With the aging of our populations there are increasing numbers of older adults with memory complaints and possible dementia. Identifying older adults who have dementia is important in order to help with planning their care needs and starting dementia specific treatments. In order to diagnose dementia, healthcare professionals or other service providers rely on tests of memory and other areas of cognition in combination with additional investigations. Brief memory tests, such as the Mini-Cog, may be useful as screening tests to help identify those individuals that might benefit from further evaluation in order to determine if dementia is present. The Mini-Cog is a brief cognitive test that involves an assessment of an older person's ability to recall three words and draw a clock. In this review, we searched medical literature databases to identify studies which evaluated how well the Mini-Cog is able to distinguish between individuals who have dementia and those who do not have dementia when compared to in-depth evaluation by dementia specialists. Our review focussed on those studies that were conducted in community based settings. We identified three unique randomised controlled studies that evaluated the Mini-Cog. In these studies the accuracy of the Mini-Cog varied and importantly there were some potential limitations within the studies which may have led to an overestimation of the accuracy of the Mini-Cog. Based on the information that we obtained from our review, we felt that further research into the accuracy of the Mini-Cog was required before it could be recommended for routine use for identifying dementia in community settings.
There are currently few studies assessing the diagnostic test accuracy of the Mini-Cog in community settings. The limited number of studies and the methodological limitations that are present in the current studies make it difficult to provide recommendations for or against the use of the Mini-Cog as a cognitive screening test in community settings. Additional well-designed studies comparing the Mini-Cog to other brief cognitive screening tests are required in order to determine the accuracy and utility of the Mini-Cog in community based settings.
Alzheimer's disease and related forms of dementia are becoming increasingly prevalent with the aging of many populations. The diagnosis of Alzheimer's disease relies on tests to evaluate cognition and discriminate between individuals with dementia and those without dementia. The Mini-Cog is a brief, cognitive screening test that is frequently used to evaluate cognition in older adults in various settings.
The primary objective of this review was to determine the diagnostic accuracy of the Mini-Cog for detecting Alzheimer's disease dementia and related dementias in a community setting.
Secondary objectives included investigations of the heterogeneity of test accuracy in the included studies and potential sources of heterogeneity. These potential sources of heterogeneity included the baseline prevalence of dementia in study samples, thresholds used to determine positive test results, the type of dementia (Alzheimer's disease dementia or all causes of dementia), and aspects of study design related to study quality. Overall, the goals of this review were to determine if the Mini-Cog is a cognitive screening test that could be recommended to screen for cognitive impairment in community settings.

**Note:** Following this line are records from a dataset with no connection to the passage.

//! Arena-backed search tree.
//!
//! All nodes of one tree are stored in a single `Vec` and addressed by
//! [`NodeId`]; the whole tree is dropped at once when the decision is made.

use crate::mcts::action::Action;
use crate::mcts::node::{MctsNode, NodeId, NodeKind};
use crate::mcts::simulator::{ExpansionPolicy, GameSimulator, Transition};
use crate::mcts::SearchError;

#[derive(Debug)]
pub struct SearchTree<S, C> {
    nodes: Vec<MctsNode<S, C>>,
    root: NodeId,
}

impl<S, C> SearchTree<S, C> {
    pub fn new(root: MctsNode<S, C>) -> Self {
        Self {
            nodes: vec![root],
            root: NodeId(0),
        }
    }

    #[inline]
    pub fn root(&self) -> NodeId {
        self.root
    }

    #[inline]
    pub fn get(&self, id: NodeId) -> &MctsNode<S, C> {
        &self.nodes[id.index()]
    }

    #[inline]
    pub fn get_mut(&mut self, id: NodeId) -> &mut MctsNode<S, C> {
        &mut self.nodes[id.index()]
    }

    #[inline]
    pub fn len(&self) -> usize {
        self.nodes.len()
    }

    #[inline]
    pub fn is_empty(&self) -> bool {
        self.nodes.is_empty()
    }

    pub fn children(&self, id: NodeId) -> impl Iterator<Item = &MctsNode<S, C>> + '_ {
        self.get(id).children.iter().map(move |&child| self.get(child))
    }

    /// Appends a child to `parent` and returns its id.
    pub fn add_child(&mut self, parent: NodeId, state: S, context: Option<C>, kind: NodeKind) -> NodeId {
        let id = NodeId(self.nodes.len() as u32);
        self.nodes.push(MctsNode::new(state, context, kind, Some(parent)));
        self.get_mut(parent).children.push(id);
        id
    }

    /// Creates one child of `id` per abstract action, in [`Action::ALL`]
    /// order, and returns the new ids.
    pub fn expand<G, P>(&mut self, id: NodeId, simulator: &mut G, policy: &P, agent: &str) -> Result<Vec<NodeId>, SearchError>
    where
        G: GameSimulator<State = S, Context = C> + ?Sized,
        P: ExpansionPolicy<G> + ?Sized,
    {
        let node = self.get(id);
        if node.is_terminal() {
            return Err(SearchError::TerminalExpansion(id));
        }
        if !node.is_leaf() {
            return Err(SearchError::NotALeaf(id));
        }
        let context = node.context.as_ref().ok_or(SearchError::MissingContext(id))?;

        let mut transitions = Vec::with_capacity(Action::ALL.len());
        for action in Action::ALL {
            let mv = policy.choose(action, context);
            transitions.push(simulator.apply(&node.state, &mv)?);
        }

        let mut children = Vec::with_capacity(transitions.len());
        for Transition { state, context } in transitions {
            let kind = simulator.classify(&state, agent);
            children.push(self.add_child(id, state, context, kind));
        }
        Ok(children)
    }

    /// Records `value` on `leaf` and refreshes every ancestor up to the root.
    ///
    /// The leaf keeps the mean of its own samples. A decision ancestor takes
    /// the best of its visited children, a chance ancestor the visit-weighted
    /// mean of its children.
    pub fn backpropagate(&mut self, leaf: NodeId, value: f64) {
        let node = self.get_mut(leaf);
        node.visit_count += 1;
        node.total_value += value;

        let mut current = node.parent;
        while let Some(id) = current {
            let estimate = self.children_estimate(id);
            let node = self.get_mut(id);
            node.visit_count += 1;
            node.total_value = estimate * node.visit_count as f64;
            current = node.parent;
        }
    }

    fn children_estimate(&self, id: NodeId) -> f64 {
        let node = self.get(id);
        let visited = self.children(id).filter(|child| child.visit_count > 0);

        match node.kind {
            NodeKind::Decision => visited
                .map(MctsNode::average_value)
                .reduce(f64::max)
                .unwrap_or_else(|| node.average_value()),
            NodeKind::Chance => {
                // the node's own sample from before expansion is excluded, so
                // the weights are the child visits, not `node.visit_count`
                let (weighted, visits) = visited.fold((0.0, 0u32), |(weighted, visits), child| {
                    (
                        weighted + child.average_value() * child.visit_count as f64,
                        visits + child.visit_count,
                    )
                });
                if visits == 0 {
                    node.average_value()
                } else {
                    weighted / visits as f64
                }
            }
            NodeKind::Terminal => node.average_value(),
        }
    }
}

We searched MEDLINE (OvidSP), EMBASE (OvidSP), PsycINFO (Ovid SP), Science Citation Index (Web of Science), BIOSIS previews (Web of Science), LILACS (BIREME), and the Cochrane Dementia Group's developing register of diagnostic test accuracy studies to March 2013. We used citation tracking (using the database’s ‘related articles’ feature, where available) as an additional search method and contacted authors of eligible studies for unpublished data.
We included all cross-sectional studies that utilized the Mini-Cog as an index test for the diagnosis of dementia when compared to a reference standard diagnosis of dementia using standardized dementia diagnostic criteria. For the current review we only included studies that were conducted on samples from community settings, and excluded studies that were conducted in primary care or secondary care settings. We considered studies to be conducted in a community setting where participants were sampled from the general population.

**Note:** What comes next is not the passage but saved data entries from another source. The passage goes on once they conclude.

use crate::game::{ActionContext, PlayerDecision, ValidActions};
use crate::mcts::{Action, ExpansionPolicy, GameSimulator};
use crate::policy::ActionPolicy;
use rand::rngs::StdRng;

/// Concrete move for an abstract action. A raise that is not available
/// degrades to a call.
pub fn decision_for(action: Action, valid: &ValidActions) -> PlayerDecision {
    match (action, valid.raise) {
        (Action::Fold, _) => valid.fold(),
        (Action::Call, _) | (Action::MinRaise | Action::MaxRaise, None) => valid.call(),
        (Action::MinRaise, Some(range)) => PlayerDecision::raise(range.min),
        (Action::MaxRaise, Some(range)) => PlayerDecision::raise(range.max),
    }
}

/// Always plays the same abstract action.
#[derive(Debug, Clone, Copy)]
pub struct FixedActionPolicy {
    action: Action,
}

impl FixedActionPolicy {
    pub fn new(action: Action) -> Self {
        Self { action }
    }
}

impl ActionPolicy for FixedActionPolicy {
    fn name(&self) -> &'static str {
        match self.action {
            Action::Fold => "fold",
            Action::Call => "fish",
            Action::MinRaise => "min_raiser",
            Action::MaxRaise => "shover",
        }
    }

    fn choose(&self, context: &ActionContext, _rng: &mut StdRng) -> PlayerDecision {
        decision_for(self.action, &context.valid_actions)
    }
}

/// Expansion policy for simulators that speak [`ActionContext`] and
/// [`PlayerDecision`].
#[derive(Debug, Clone, Copy, Default)]
pub struct FixedActionExpansion;

impl<G> ExpansionPolicy<G> for FixedActionExpansion
where
    G: GameSimulator<Context = ActionContext, Move = PlayerDecision> + ?Sized,
{
    fn choose(&self, action: Action, context: &ActionContext) -> PlayerDecision {
        decision_for(action, &context.valid_actions)
    }
}

#[cfg(test)]
mod tests {
    use super::*;
    use crate::game::RaiseRange;

    #[test]
    fn test_decisions_with_raise_available() {
        let valid = ValidActions {
            call_amount: 10,
            raise: Some(RaiseRange { min: 20, max: 200 }),
        };
        assert_eq!(decision_for(Action::Fold, &valid), PlayerDecision::fold());
        assert_eq!(decision_for(Action::Call, &valid), PlayerDecision::call(10));
        assert_eq!(decision_for(Action::MinRaise, &valid), PlayerDecision::raise(20));
        assert_eq!(decision_for(Action::MaxRaise, &valid), PlayerDecision::raise(200));
    }

    #[test]
    fn test_raises_fall_back_to_call() {
        let valid = ValidActions {
            call_amount: 50,
            raise: None,
        };
        assert_eq!(decision_for(Action::MinRaise, &valid), PlayerDecision::call(50));
        assert_eq!(decision_for(Action::MaxRaise, &valid), PlayerDecision::call(50));
    }
}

Information from studies meeting the inclusion criteria were extracted including information on the characteristics of participants in the studies. The quality of the studies was assessed using the QUADAS-2 criteria and summarized using risk of bias applicability and summary graphs. We extracted information on the diagnostic test accuracy of studies including the sensitivity, specificity, and 95% confidence intervals of these measures and summarized the findings using forest plots. Study specific sensitivities and specificities were also plotted in receiver operating curve space.
Three studies met the inclusion criteria, with a total of 1620 participants. The sensitivities of the Mini-Cog in the individual studies were reported as 0.99, 0.76 and 0.99. The specificity of the Mini-Cog varied in the individual studies and was 0.93, 0.89 and 0.83. There was clinical and methodological heterogeneity between the studies which precluded a pooled meta-analysis of the results. Methodological limitations were present in all the studies introducing potential sources of bias, specifically with respect to the methods for participant selection.